← All Lessons
Week 4|Math

Probability: Predicting the Unpredictable

Explore experimental vs theoretical probability and simulate the Monty Hall problem in Python.

Materials for this lesson

  • Laptop (charged)
  • Two standard dice
  • A coin (any denomination)

Warm-Up: Probability Intuition Check

Without calculating anything, estimate the probability (as a percentage) of each event. Just go with your gut.

  1. It will rain at some point in the next 30 days.
  2. You flip a coin 10 times and get heads all 10 times.
  3. Two people in a room of 30 share a birthday.
  4. You roll a standard die and get a 6.
  5. A random person on Earth is left-handed.
  6. You draw a heart from a standard deck of cards.
🔥 Warm-Up

Probability is one of the areas of math where human intuition is consistently wrong. Today's lesson is about replacing gut feelings with precise mathematical reasoning — and then using code to verify our answers.


Core Lesson: The Mathematics of Chance

What Is Probability?

Probability measures how likely an event is to happen.

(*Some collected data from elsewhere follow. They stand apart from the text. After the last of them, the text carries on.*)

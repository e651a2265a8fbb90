//! Backend gateway: URL layout plus the fetch operations the client
//! consumes. The URL layout and payload types compile everywhere; the actual
//! fetch calls exist on wasm32 only.

use serde::Deserialize;

pub const DEFAULT_BASE_URL: &str = "http://localhost:3001/api";

/// Where the backend lives. The path layout underneath is fixed.
#[derive(Debug, Clone, PartialEq, Eq)]
pub struct ApiConfig {
    base_url: String,
}

impl Default for ApiConfig {
    fn default() -> Self {
        Self::new(DEFAULT_BASE_URL)
    }
}

impl ApiConfig {
    pub fn new(base_url: impl Into<String>) -> Self {
        let mut base_url = base_url.into();
        while base_url.ends_with('/') {
            base_url.pop();
        }
        Self { base_url }
    }

    pub fn ping_url(&self) -> String {
        format!("{}/ping", self.base_url)
    }

    pub fn patients_url(&self) -> String {
        format!("{}/patients", self.base_url)
    }

    pub fn diagnoses_url(&self) -> String {
        format!("{}/diagnoses", self.base_url)
    }

    pub fn entries_url(&self, patient_id: &str) -> String {
        format!("{}/patients/{patient_id}/entries", self.base_url)
    }
}

/// Mount-time configuration handed over from JavaScript; every field is
/// optional and falls back to the default.
#[derive(Debug, Default, Deserialize)]
#[serde(rename_all = "camelCase")]
pub struct JsApiConfig {
    #[serde(default)]
    pub api_base_url: Option<String>,
}

impl From<JsApiConfig> for ApiConfig {
    fn from(config: JsApiConfig) -> Self {
        match config.api_base_url {
            Some(base_url) => ApiConfig::new(base_url),
            None => ApiConfig::default(),
        }
    }
}

/// Gateway failures, propagated upward as-is: no retry, no recovery.
#[derive(Debug, Clone, thiserror::Error, PartialEq, Eq)]
pub enum ApiError {
    #[error("request failed: {0}")]
    Network(String),
    #[error("backend answered with status {0}")]
    Status(u16),
    #[error("could not decode response: {0}")]
    Decode(String),
}

#[cfg(target_arch = "wasm32")]
mod fetch {
    use gloo_net::http::{Request, Response};
    use patientor_core::{Diagnosis, Entry, EntryDraft, NewPatient, Patient};
    use serde::de::DeserializeOwned;

    use crate::{ApiConfig, ApiError};

    fn network(err: gloo_net::Error) -> ApiError {
        ApiError::Network(err.to_string())
    }

    fn ensure_status(response: &Response) -> Result<(), ApiError> {
        if response.ok() {
            Ok(())
        } else {
            Err(ApiError::Status(response.status()))
        }
    }

    async fn decode<T: DeserializeOwned>(response: Response) -> Result<T, ApiError> {
        ensure_status(&response)?;
        response
            .json::<T>()
            .await
            .map_err(|err| ApiError::Decode(err.to_string()))
    }

    /// Liveness probe issued at startup; the body is ignored.
    pub async fn ping(config: &ApiConfig) -> Result<(), ApiError> {
        let response = Request::get(&config.ping_url())
            .send()
            .await
            .map_err(network)?;
        ensure_status(&response)
    }

    pub async fn fetch_patients(config: &ApiConfig) -> Result<Vec<Patient>, ApiError> {
        let response = Request::get(&config.patients_url())
            .send()
            .await
            .map_err(network)?;
        decode(response).await
    }

    pub async fn fetch_diagnoses(config: &ApiConfig) -> Result<Vec<Diagnosis>, ApiError> {
        let response = Request::get(&config.diagnoses_url())
            .send()
            .await
            .map_err(network)?;
        decode(response).await
    }

    pub async fn create_patient(
        config: &ApiConfig,
        patient: &NewPatient,
    ) -> Result<Patient, ApiError> {
        let response = Request::post(&config.patients_url())
            .json(patient)
            .map_err(network)?
            .send()
            .await
            .map_err(network)?;
        decode(response).await
    }

    /// Submits an id-less draft; the response is the persisted entry with
    /// the server-assigned id.
    pub async fn submit_entry(
        config: &ApiConfig,
        patient_id: &str,
        draft: &EntryDraft,
    ) -> Result<Entry, ApiError> {
        let response = Request::post(&config.entries_url(patient_id))
            .json(draft)
            .map_err(network)?
            .send()
            .await
            .map_err(network)?;
        decode(response).await
    }
}

#[cfg(target_arch = "wasm32")]
pub use fetch::{create_patient, fetch_diagnoses, fetch_patients, ping, submit_entry};

#[cfg(test)]
mod tests {
    use super::*;

    #[test]
    fn url_layout_matches_the_backend() {
        let config = ApiConfig::default();
        assert_eq!(config.ping_url(), "http://localhost:3001/api/ping");
        assert_eq!(config.patients_url(), "http://localhost:3001/api/patients");
        assert_eq!(config.diagnoses_url(), "http://localhost:3001/api/diagnoses");
        assert_eq!(
            config.entries_url("d2773336-f723-11e9-8f0b-362b9e155667"),
            "http://localhost:3001/api/patients/d2773336-f723-11e9-8f0b-362b9e155667/entries"
        );
    }

    #[test]
    fn trailing_slashes_are_trimmed() {
        let config = ApiConfig::new("https://example.test/api/");
        assert_eq!(config.ping_url(), "https://example.test/api/ping");
    }

    #[test]
    fn js_config_overrides_the_base_url() {
        let parsed: JsApiConfig =
            serde_json::from_str(r#"{ "apiBaseUrl": "https://example.test/api" }"#).unwrap();
        assert_eq!(
            ApiConfig::from(parsed),
            ApiConfig::new("https://example.test/api")
        );

        let empty: JsApiConfig = serde_json::from_str("{}").unwrap();
        assert_eq!(ApiConfig::from(empty), ApiConfig::default());
    }
}
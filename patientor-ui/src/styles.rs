#![cfg(target_arch = "wasm32")]

use wasm_bindgen::{JsCast, JsValue};
use web_sys::{Document, Node};

const STYLE_TAG_SELECTOR: &str = "style[data-patientor-ui]";

/// Default CSS for the app along with easy-to-override design tokens.
pub const DEFAULT_STYLES: &str = r#"
:root {
  --patientor-font-family: 'Inter', system-ui, -apple-system, BlinkMacSystemFont, 'Segoe UI', sans-serif;
  --patientor-bg: #ffffff;
  --patientor-text: #1f2933;
  --patientor-muted: #52606d;
  --patientor-heading: #11181c;
  --patientor-border: rgba(148, 163, 184, 0.38);
  --patientor-card-border: #1f2933;
  --patientor-radius: 8px;
  --patientor-accent: #2563eb;
  --patientor-error: #b42318;
  --patientor-kind-health-check: #067647;
  --patientor-kind-hospital: #b54708;
  --patientor-kind-occupational: #0b5394;
}

.patientor-root {
  font-family: var(--patientor-font-family);
  background: var(--patientor-bg);
  color: var(--patientor-text);
  max-width: 760px;
  margin: 0 auto;
  padding: 16px;
}

.patientor-header {
  display: flex;
  align-items: baseline;
  gap: 16px;
  border-bottom: 1px solid var(--patientor-border);
  margin-bottom: 16px;
}

.patientor-header h1 {
  color: var(--patientor-heading);
  margin: 0 0 8px;
}

.patientor-home {
  color: var(--patientor-accent);
  text-decoration: none;
}

.patientor-error {
  color: var(--patientor-error);
}

.patient-list table {
  width: 100%;
  border-collapse: collapse;
  margin-bottom: 24px;
}

.patient-list th {
  text-align: left;
  border-bottom: 1px solid var(--patientor-border);
  padding: 6px 8px;
}

.patient-list td {
  padding: 6px 8px;
}

.patient-list td a {
  color: var(--patientor-accent);
  text-decoration: none;
}

.patient-identity {
  display: flex;
  align-items: center;
  gap: 12px;
}

.patient-gender {
  font-size: 1.4rem;
  color: var(--patientor-muted);
}

.patient-facts p {
  margin: 2px 0;
}

.patientor-form {
  border: 1px dashed var(--patientor-border);
  border-radius: var(--patientor-radius);
  padding: 12px 16px;
  margin: 16px 0;
  display: flex;
  flex-direction: column;
  gap: 8px;
}

.patientor-field {
  display: flex;
  flex-direction: column;
  gap: 2px;
}

.patientor-field span {
  font-size: 0.85rem;
  color: var(--patientor-muted);
}

.patientor-field input,
.patientor-field select {
  padding: 5px 8px;
  border: 1px solid var(--patientor-border);
  border-radius: 4px;
  font: inherit;
}

.patientor-nested {
  border: 1px solid var(--patientor-border);
  border-radius: 4px;
  display: flex;
  flex-direction: column;
  gap: 8px;
}

.patientor-nested legend {
  color: var(--patientor-muted);
  font-size: 0.85rem;
  padding: 0 4px;
}

.patientor-actions {
  display: flex;
  justify-content: space-between;
  margin-top: 8px;
}

.patientor-actions button {
  font: inherit;
  padding: 6px 16px;
  border: none;
  border-radius: 4px;
  background: var(--patientor-accent);
  color: #ffffff;
  cursor: pointer;
}

.patientor-actions button.is-cancel {
  background: var(--patientor-error);
}

/* Form thêm bệnh nhân chỉ có nút ADD nên canh về bên phải. */
.patientor-actions button:only-child {
  margin-left: auto;
}

.entry-kind-buttons {
  display: flex;
  gap: 8px;
  margin: 16px 0;
}

.entry-kind-buttons button {
  font: inherit;
  padding: 6px 12px;
  border: 1px solid var(--patientor-border);
  border-radius: 4px;
  background: transparent;
  cursor: pointer;
}

.entry-form-frame {
  margin: 16px 0;
}

.entry-card {
  border: 1px solid var(--patientor-card-border);
  border-radius: var(--patientor-radius);
  padding: 10px 14px;
  margin-bottom: 10px;
}

.entry-meta {
  display: flex;
  gap: 10px;
  align-items: baseline;
}

.entry-date {
  font-weight: 600;
}

.entry-kind {
  font-size: 0.8rem;
  text-transform: uppercase;
  letter-spacing: 0.04em;
  color: var(--patientor-muted);
}

.entry-card[data-kind="health-check"] .entry-kind {
  color: var(--patientor-kind-health-check);
}

.entry-card[data-kind="hospital"] .entry-kind {
  color: var(--patientor-kind-hospital);
}

.entry-card[data-kind="occupational"] .entry-kind {
  color: var(--patientor-kind-occupational);
}

.entry-description {
  font-style: italic;
  margin: 6px 0;
}

.entry-employer {
  margin: 4px 0 0;
  color: var(--patientor-muted);
}

.entry-diagnoses {
  margin: 4px 0;
  padding-left: 24px;
}

.entry-code {
  font-weight: 600;
}

.entry-specialist {
  margin: 6px 0 0;
  color: var(--patientor-muted);
}

@media (max-width: 560px) {
  .patient-list table {
    font-size: 0.9rem;
  }

  .entry-kind-buttons {
    flex-direction: column;
    align-items: stretch;
  }

  .entry-kind-buttons button {
    width: 100%;
  }
}
"#;

pub fn ensure_styles(document: &Document) -> Result<(), JsValue> {
    if document.query_selector(STYLE_TAG_SELECTOR)?.is_some() {
        return Ok(());
    }

    let head = document
        .head()
        .ok_or_else(|| JsValue::from_str("Document không có thẻ <head>"))?;

    let style_el = document.create_element("style")?;
    style_el.set_attribute("data-patientor-ui", "v1")?;
    style_el.set_text_content(Some(DEFAULT_STYLES));
    head.append_child(&style_el.clone().dyn_into::<Node>()?)?;

    Ok(())
}
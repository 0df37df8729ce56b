#![no_std]

#[cfg(test)]
extern crate std;

pub mod compress;
pub mod config;
pub mod dispatch;
pub mod error;
pub mod frag;
pub mod frame;
pub mod ipv6;
pub mod link;
pub mod queuer;
pub mod scratch;

pub use compress::Compression;
pub use config::Config;
pub use error::QueueError;
pub use frame::{FrameBuf, FrameQueue};
pub use ipv6::Ipv6View;
pub use link::{BufferPool, FrameEncoder, LinkAddr};
pub use queuer::Interface;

It's always a number between 0 and 1 (or 0% and 100%):

  • 0 = impossible (rolling a 7 on a standard die)
  • 1 = certain (the sun rising tomorrow)
  • 0.5 = equally likely to happen or not (fair coin flip)

P(event) = (number of favorable outcomes) / (total number of possible outcomes)

Sample Spaces and Counting Outcomes

The sample space is the set of all possible outcomes.

| Experiment | Sample Space | Size | |---|---|---| | Flip a coin | {Heads, Tails} | 2 | | Roll a die | {1, 2, 3, 4, 5, 6} | 6 | | Roll two dice | {(1,1), (1,2), ..., (6,6)} | 36 | | Draw a card | {A♠, 2♠, ..., K♠, A♥, ..., K♣} | 52 |

Example: What's the probability of rolling a sum of 7 with two dice?

The favorable outcomes are: (1,6), (2,5), (3,4), (4,3), (5,2), (6,1) — that's 6 outcomes out of 36 total.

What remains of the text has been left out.